The analysis revealed a significant role for ocean dynamics in modulating the SST response to ARs. In the region of strong ocean modification, ocean dynamics offset over 100% of the anomalous SST warming that would otherwise occur from atmospheric forcing. Ageostrophic advection and vertical mixing were identified as the most important factors in modifying the SST tendency response. The response varied spatially: * **Coastal California:** Enhanced SST warming was driven by a reduction in ageostrophic advection due to anomalous southerly winds. * **Large North Pacific Region:** SST warming resulted from a reduction in total clouds and a consequent increase in incoming shortwave radiation. Further analysis using the SST budget equation revealed complex interactions. When surface forcing led to anomalous SST cooling, the mixed layer deepened, resulting in further cooling through vertical mixing. Conversely, when surface forcing caused anomalous warming, the mixed layer shoaled, yet vertical mixing still resulted in cooling, indicating vigorous turbulent wind work. Anomalous advection produced the strongest cooling when the surface forcing was near zero, primarily due to ageostrophic advection (attributed to Ekman advection). In a strong marine warming region ([15°N, 25°N] × [120°W, 135°W]), high SST weakened the capped inversion associated with stratocumulus clouds, reducing cloud cover and increasing incoming shortwave radiation leading to additional warming. The study also examined the seasonality of the SST response, noting a strong cancellation between surface fluxes and ocean modification in October-November and February-March. The location of strongest warming tracked the latitudinal position of the strongest meridional SST gradient. The strength of vertical mixing varied seasonally, being stronger in fall and weaker in winter and spring.

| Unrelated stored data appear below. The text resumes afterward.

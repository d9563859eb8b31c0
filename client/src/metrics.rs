//! # Prometheus Metrics
//!
//! Counters for the scan → submit pipeline. The console prints them on exit
//! when asked; embedders can gather the registry themselves.
//!
//! All metrics live in a dedicated [`prometheus::Registry`] so they do not
//! collide with any default global registry consumers.

use prometheus::{Encoder, Histogram, HistogramOpts, IntCounter, Registry, TextEncoder};
use std::sync::Arc;

/// Metric handles for one client instance.
#[derive(Clone)]
pub struct ClientMetrics {
    registry: Registry,
    /// Non-empty payloads decoded from camera frames.
    pub payloads_decoded_total: IntCounter,
    /// Payloads that matched no accepted encoding.
    pub payloads_rejected_total: IntCounter,
    /// Requests actually sent to the backend.
    pub submissions_total: IntCounter,
    /// Submissions that ended in a remote or transport failure.
    pub submissions_failed_total: IntCounter,
    /// Triggers dropped because the action was already in flight.
    pub submissions_suppressed_total: IntCounter,
    /// Round-trip latency of backend submissions.
    pub submission_latency_seconds: Histogram,
}

impl ClientMetrics {
    /// Creates and registers all metrics.
    pub fn new() -> Self {
        let registry = Registry::new_custom(Some("arcade".into()), None)
            .expect("failed to create prometheus registry");

        let payloads_decoded_total = counter(
            &registry,
            "payloads_decoded_total",
            "Non-empty QR payloads decoded from camera frames",
        );
        let payloads_rejected_total = counter(
            &registry,
            "payloads_rejected_total",
            "Payloads that matched no accepted encoding",
        );
        let submissions_total = counter(
            &registry,
            "submissions_total",
            "Transaction requests sent to the backend",
        );
        let submissions_failed_total = counter(
            &registry,
            "submissions_failed_total",
            "Transaction requests that failed remotely or in transport",
        );
        let submissions_suppressed_total = counter(
            &registry,
            "submissions_suppressed_total",
            "Triggers ignored because the action was already in flight",
        );

        let submission_latency_seconds = Histogram::with_opts(
            HistogramOpts::new(
                "submission_latency_seconds",
                "Backend round-trip latency for transaction submissions",
            )
            .buckets(vec![0.01, 0.05, 0.1, 0.25, 0.5, 1.0, 2.5, 5.0, 10.0]),
        )
        .expect("metric creation");
        registry
            .register(Box::new(submission_latency_seconds.clone()))
            .expect("metric registration");

        Self {
            registry,
            payloads_decoded_total,
            payloads_rejected_total,
            submissions_total,
            submissions_failed_total,
            submissions_suppressed_total,
            submission_latency_seconds,
        }
    }

    /// Encodes all registered metrics into the Prometheus text format.
    pub fn encode(&self) -> Result<String, prometheus::Error> {
        let encoder = TextEncoder::new();
        let metric_families = self.registry.gather();
        let mut buffer = Vec::new();
        encoder.encode(&metric_families, &mut buffer)?;
        String::from_utf8(buffer).map_err(|e| prometheus::Error::Msg(e.to_string()))
    }
}

impl Default for ClientMetrics {
    fn default() -> Self {
        Self::new()
    }
}

fn counter(registry: &Registry, name: &str, help: &str) -> IntCounter {
    let c = IntCounter::new(name, help).expect("metric creation");
    registry
        .register(Box::new(c.clone()))
        .expect("metric registration");
    c
}

/// Shared handle passed to the scanner and submitter.
pub type SharedMetrics = Arc<ClientMetrics>;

This study's findings significantly advance our understanding of AR-SST interactions. The substantial offsetting effect of ocean dynamics on surface-driven SST warming highlights the importance of including interactive ocean models in AR prediction. The identification of key processes like ageostrophic advection and vertical mixing provides crucial insights for improving model parameterizations. The spatial heterogeneity in the SST response underscores the need for geographically-specific considerations in AR impact assessments. The strong marine warming region showcases the complex interplay between atmospheric forcing, cloud cover, and SST, underscoring the need for more nuanced understanding of cloud feedback mechanisms. The temporal variability emphasizes the importance of accounting for seasonal changes in MLD and vertical temperature gradients when modeling AR impacts.

This research demonstrates the significant impact of atmospheric rivers on sea surface temperature, highlighting the crucial role of ocean dynamics in modulating the response. The findings emphasize the need for improved models incorporating interactive ocean processes for accurate AR prediction and the importance of spatially-resolved analyses to capture the complexity of AR-SST interactions. Future studies should focus on refining model parameterizations, investigating freshwater forcing effects on stratification, and incorporating higher-resolution data to better resolve eddy-driven interactions.

The study utilizes a relatively coarse resolution (1°) in the ECCOv4 ocean model, limiting the resolution of mesoscale features like eddies. The study does not include feedbacks from the ocean to the atmosphere, limiting the investigation of full two-way coupled processes. The specific mechanisms responsible for the correlation between the ENSO index and the strong marine warming region require further investigation. The study focuses on the North Pacific, and the findings may not be directly generalizable to other regions with different climatic conditions.